A repeated feature on every trip was the rising tension whenever it came time to stop for a meal, or for the night. My parents were—and are—the sort of people who trust that when it’s time to eat or sleep, there will be a place available to do it. Today, there might well be—but 35 years ago, you couldn’t always bank on it. And so I remember a hundred-mile stretch of the Dakotas that got very hungry—and a group of people who got very bitchy—before a restaurant finally came in sight.

That Dakota trip was the last one I went on. I was 17, and due to bad timing, I had just quit both of the jobs I had earlier in the summer. Perhaps if I still had one of them, I might have been permitted to stay home and work, but I was expected to go on vacation. This is probably why: My girlfriend was just home from a month in Europe. One can only imagine what might have happened if we’d had the house to ourselves for several days after that long separation. (Goodness knows I have.)

So I imagine I wasn’t a very good traveling companion, but I was there. And we saw a lot: the Black Hills and the Wall Drug Store and the Badlands and Mount Rushmore and the geographical center of North America. On August 16, we had turned for home when I persuaded Dad to put the Cubs game on the radio. And somewhere on a Dakota interstate, we heard WGN’s Lou Boudreau report that Elvis Presley had died that afternoon in Memphis at age 42. We timed our stop for the night so we could get more details, and I can still see us sitting on the beds in a motel room, sunlight streaming in, getting the details from Walter Cronkite.

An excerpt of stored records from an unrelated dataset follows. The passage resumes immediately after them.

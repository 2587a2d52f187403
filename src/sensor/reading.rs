//! # Sensor Readings
//!
//! The decoded reading and the document shape it is buffered and stored as.

use chrono::{DateTime, Utc};
use serde::{Deserialize, Serialize};
use std::fmt;

use super::kind::SensorKind;

/// Installation (incubator) a reading was sampled from
#[derive(Debug, Clone, PartialEq, Eq, Serialize, Deserialize)]
pub struct OwnerRef {
    pub id: String,
    pub name: String,
}

/// One decoded `<kind><index>:<value>` group
///
/// Immutable once built; the unit is always derived from the kind.
#[derive(Debug, Clone, PartialEq, Eq)]
pub struct SensorReading {
    kind: SensorKind,
    index: String,
    value: i64,
    recorded_at: DateTime<Utc>,
}

impl SensorReading {
    /// Create a reading
    ///
    /// `index` is kept as text so that "01" and "1" stay distinct.
    pub fn new(kind: SensorKind, index: impl Into<String>, value: i64, recorded_at: DateTime<Utc>) -> Self {
        Self {
            kind,
            index: index.into(),
            value,
            recorded_at,
        }
    }

    pub fn kind(&self) -> &SensorKind {
        &self.kind
    }

    pub fn index(&self) -> &str {
        &self.index
    }

    pub fn value(&self) -> i64 {
        self.value
    }

    pub fn unit(&self) -> &'static str {
        self.kind.unit()
    }

    pub fn recorded_at(&self) -> DateTime<Utc> {
        self.recorded_at
    }

    /// Build the store document for this reading
    pub fn to_document(&self, owner_ref: Option<&OwnerRef>) -> ReadingDocument {
        ReadingDocument {
            kind: self.kind.code().to_string(),
            index: self.index.clone(),
            value: self.value,
            unit: self.unit().to_string(),
            recorded_at: self.recorded_at,
            owner_ref: owner_ref.cloned(),
        }
    }
}

impl fmt::Display for SensorReading {
    fn fmt(&self, f: &mut fmt::Formatter<'_>) -> fmt::Result {
        write!(
            f,
            "Kind: {} Index: {} Value: {} Unit: {}",
            self.kind, self.index, self.value, self.unit()
        )
    }
}

/// Transport form of a reading
///
/// This is the record written to the local buffer and inserted into the
/// remote store. Downstream readers rely on these field names.
#[derive(Debug, Clone, PartialEq, Eq, Serialize, Deserialize)]
pub struct ReadingDocument {
    pub kind: String,
    pub index: String,
    pub value: i64,
    pub unit: String,
    pub recorded_at: DateTime<Utc>,
    #[serde(default, skip_serializing_if = "Option::is_none")]
    pub owner_ref: Option<OwnerRef>,
}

On that day, I knew Elvis as an artifact from history—more precisely, as somebody who had been something once, but wasn’t anymore. As a chart geek, I knew Elvis had scored a handful of hits within my memory. In fact, he had one on the radio at the time of his death, “Way Down.” But it had been a lot of years since he had been who he once was.

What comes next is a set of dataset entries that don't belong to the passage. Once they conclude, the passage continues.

//! # Upload Pipeline
//!
//! One cycle: read a frame, parse it, buffer it, probe, upload.
//!
//! Nothing in a cycle is fatal. Every failure is logged and reported in the
//! returned [`CycleOutcome`]; the next cycle starts from scratch.

use std::time::Duration;
use tracing::{debug, error, info, warn};

use crate::buffer::LocalBuffer;
use crate::config::Config;
use crate::probe::ConnectivityProbe;
use crate::sensor::{parse_frame, OwnerRef, ReadingDocument};
use crate::serial::{decode_line, DeviceTransport};
use crate::store::{forward, DocumentStore};

/// Result of one cycle
#[derive(Debug, Clone, Copy, PartialEq, Eq)]
pub enum CycleOutcome {
    /// No usable line from the device (timeout, transport error, bad bytes)
    NoData,
    /// A line arrived but held no readings
    Empty,
    /// Network unreachable; readings stay in the buffer
    Offline { buffered: usize },
    /// Documents accepted by the store this cycle
    Uploaded { documents: usize },
    /// Store failed after accepting `uploaded` documents this cycle
    UploadFailed { uploaded: usize },
}

/// Components driven by the scheduler, owned for the whole run
pub struct UploadPipeline {
    transport: Box<dyn DeviceTransport>,
    buffer: LocalBuffer,
    probe: Box<dyn ConnectivityProbe>,
    store: Box<dyn DocumentStore>,
    owner_ref: Option<OwnerRef>,
    read_timeout: Duration,
    replay: bool,
    max_replay_batches: usize,
}

impl UploadPipeline {
    /// Pipeline with replay on, a 1 s read timeout and no owner reference
    pub fn new(
        transport: Box<dyn DeviceTransport>,
        buffer: LocalBuffer,
        probe: Box<dyn ConnectivityProbe>,
        store: Box<dyn DocumentStore>,
    ) -> Self {
        Self {
            transport,
            buffer,
            probe,
            store,
            owner_ref: None,
            read_timeout: Duration::from_secs(1),
            replay: true,
            max_replay_batches: 16,
        }
    }

    /// Pipeline configured from the `device`, `buffer` and `installation` sections
    pub fn from_config(
        config: &Config,
        transport: Box<dyn DeviceTransport>,
        probe: Box<dyn ConnectivityProbe>,
        store: Box<dyn DocumentStore>,
    ) -> Self {
        let buffer = LocalBuffer::new(config.buffer.path.clone(), config.buffer.mode);
        Self::new(transport, buffer, probe, store)
            .with_owner_ref(config.owner_ref())
            .with_read_timeout(config.device.read_timeout())
            .with_replay(config.buffer.replay, config.buffer.max_replay_batches)
    }

    pub fn with_owner_ref(mut self, owner_ref: Option<OwnerRef>) -> Self {
        self.owner_ref = owner_ref;
        self
    }

    pub fn with_read_timeout(mut self, read_timeout: Duration) -> Self {
        self.read_timeout = read_timeout;
        self
    }

    pub fn with_replay(mut self, replay: bool, max_batches: usize) -> Self {
        self.replay = replay;
        self.max_replay_batches = max_batches.max(1);
        self
    }

    pub fn buffer(&self) -> &LocalBuffer {
        &self.buffer
    }

    /// Run one read → parse → buffer → probe → upload sequence
    pub async fn run_cycle(&mut self) -> CycleOutcome {
        let Some(line) = self.read_frame().await else {
            return CycleOutcome::NoData;
        };
        info!("Received line: {}", line);

        let collection = parse_frame(&line);
        if collection.is_empty() {
            debug!("Frame held no readings");
            return CycleOutcome::Empty;
        }
        let documents = collection.to_transport_form(self.owner_ref.as_ref());

        let buffered = match self.buffer.append(&documents) {
            Ok(end_offset) => Some(end_offset),
            Err(e) => {
                error!(
                    "Failed to buffer {} readings to {}: {}",
                    documents.len(),
                    self.buffer.path().display(),
                    e
                );
                None
            }
        };

        if !self.probe.is_reachable().await {
            info!("Network unreachable, skipping upload");
            return CycleOutcome::Offline {
                buffered: if buffered.is_some() { documents.len() } else { 0 },
            };
        }

        match buffered {
            Some(end_offset) if self.replay => self.upload_pending(&documents, end_offset).await,
            _ => self.upload_fresh(&documents).await,
        }
    }

    async fn read_frame(&mut self) -> Option<String> {
        match self.transport.read_line(self.read_timeout).await {
            Ok(Some(bytes)) => match decode_line(bytes) {
                Ok(line) => Some(line),
                Err(e) => {
                    warn!("Dropping frame: {}", e);
                    None
                }
            },
            Ok(None) => {
                debug!("No frame within {:?}", self.read_timeout);
                None
            }
            Err(e) => {
                warn!("Device read failed: {}", e);
                None
            }
        }
    }

    /// Send only this cycle's documents
    async fn upload_fresh(&mut self, documents: &[ReadingDocument]) -> CycleOutcome {
        match forward(self.store.as_ref(), documents).await {
            Ok(()) => {
                info!("Uploaded {} readings", documents.len());
                CycleOutcome::Uploaded {
                    documents: documents.len(),
                }
            }
            Err(e) => {
                warn!("Upload of {} readings failed: {}", documents.len(), e);
                CycleOutcome::UploadFailed { uploaded: 0 }
            }
        }
    }

    /// Drain unacknowledged buffer batches, oldest first
    ///
    /// Stops at the first store failure; that batch and the ones after it
    /// are retried on a later cycle. If the buffer could not be read up to
    /// this cycle's batch (ending at `fresh_end`) for any reason other than
    /// the per-cycle limit, the fresh documents are sent directly and the
    /// marker moves past them.
    async fn upload_pending(&mut self, fresh: &[ReadingDocument], fresh_end: u64) -> CycleOutcome {
        let batches = match self.buffer.pending(self.max_replay_batches) {
            Ok(batches) => batches,
            Err(e) => {
                error!("Failed to read pending batches, sending this frame only: {}", e);
                return self.upload_fresh(fresh).await;
            }
        };

        let mut uploaded = 0;
        for batch in &batches {
            if let Err(e) = forward(self.store.as_ref(), &batch.documents).await {
                warn!(
                    "Upload failed after {} readings, retrying next cycle: {}",
                    uploaded, e
                );
                return CycleOutcome::UploadFailed { uploaded };
            }
            uploaded += batch.documents.len();

            if let Err(e) = self.buffer.acknowledge(batch.end_offset) {
                error!("Failed to record upload progress: {}", e);
                return CycleOutcome::Uploaded { documents: uploaded };
            }
        }

        let reached = batches.last().map(|batch| batch.end_offset);
        let limited = batches.len() >= self.max_replay_batches;
        if !limited && reached.map_or(true, |end| end < fresh_end) {
            warn!("Buffer unreadable up to this cycle's batch, sending it directly");
            return match self.upload_fresh(fresh).await {
                CycleOutcome::Uploaded { documents } => {
                    if let Err(e) = self.buffer.acknowledge(fresh_end) {
                        error!("Failed to record upload progress: {}", e);
                    }
                    CycleOutcome::Uploaded {
                        documents: uploaded + documents,
                    }
                }
                _ => CycleOutcome::UploadFailed { uploaded },
            };
        }

        if batches.len() > 1 {
            info!("Uploaded {} readings from {} buffered batches", uploaded, batches.len());
        } else {
            info!("Uploaded {} readings", uploaded);
        }
        CycleOutcome::Uploaded { documents: uploaded }
    }
}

And so I was as baffled by the reaction to his death as everybody else. We know now that our bafflement (is that a word?) was the bafflement of people who have just seen the world change at a stroke but don’t recognize it yet. Back then, the impromptu shrine of flowers and stuffed animals outside Graceland and the ostentatious displays of public grief by people who had never met the man seemed of a piece with the other tacky accoutrements of the Elvis phenomenon—velvet paintings, Hound Dog whiskey decanters, and so on. What they really represented was the first occurrence of something that’s familiar now. The way we, as a culture, commemorate famous deaths started with those displays, 30 years ago this week.

I realized it only dimly in 1977—as we all did—but Elvis had already been through a couple of incarnations at that point, and there were more to come in the years after 1977. I wrote about them on the 20th anniversary of his death, in one of the few written pieces about music that I ever got paid for. Since the analysis seems solid and the writing itself is pretty good, I’m always grateful for the excuse to call readers’ attention to it again.

Instead of posting tracks today, I’ll merely direct you to Co_Co, which has posted its Elvis Top 100 to conclude a huge week of Elvis postings. (In Dutch, but still.) Coming tomorrow here: One man’s guide to achieving Elvitude.

One Response

  1. Your piece that ran ten years ago in the two Quad Cities papers was extraordinary! The detail of your reporting, the insightful analysis, the use of language — all were superior. Thanks for sharing it.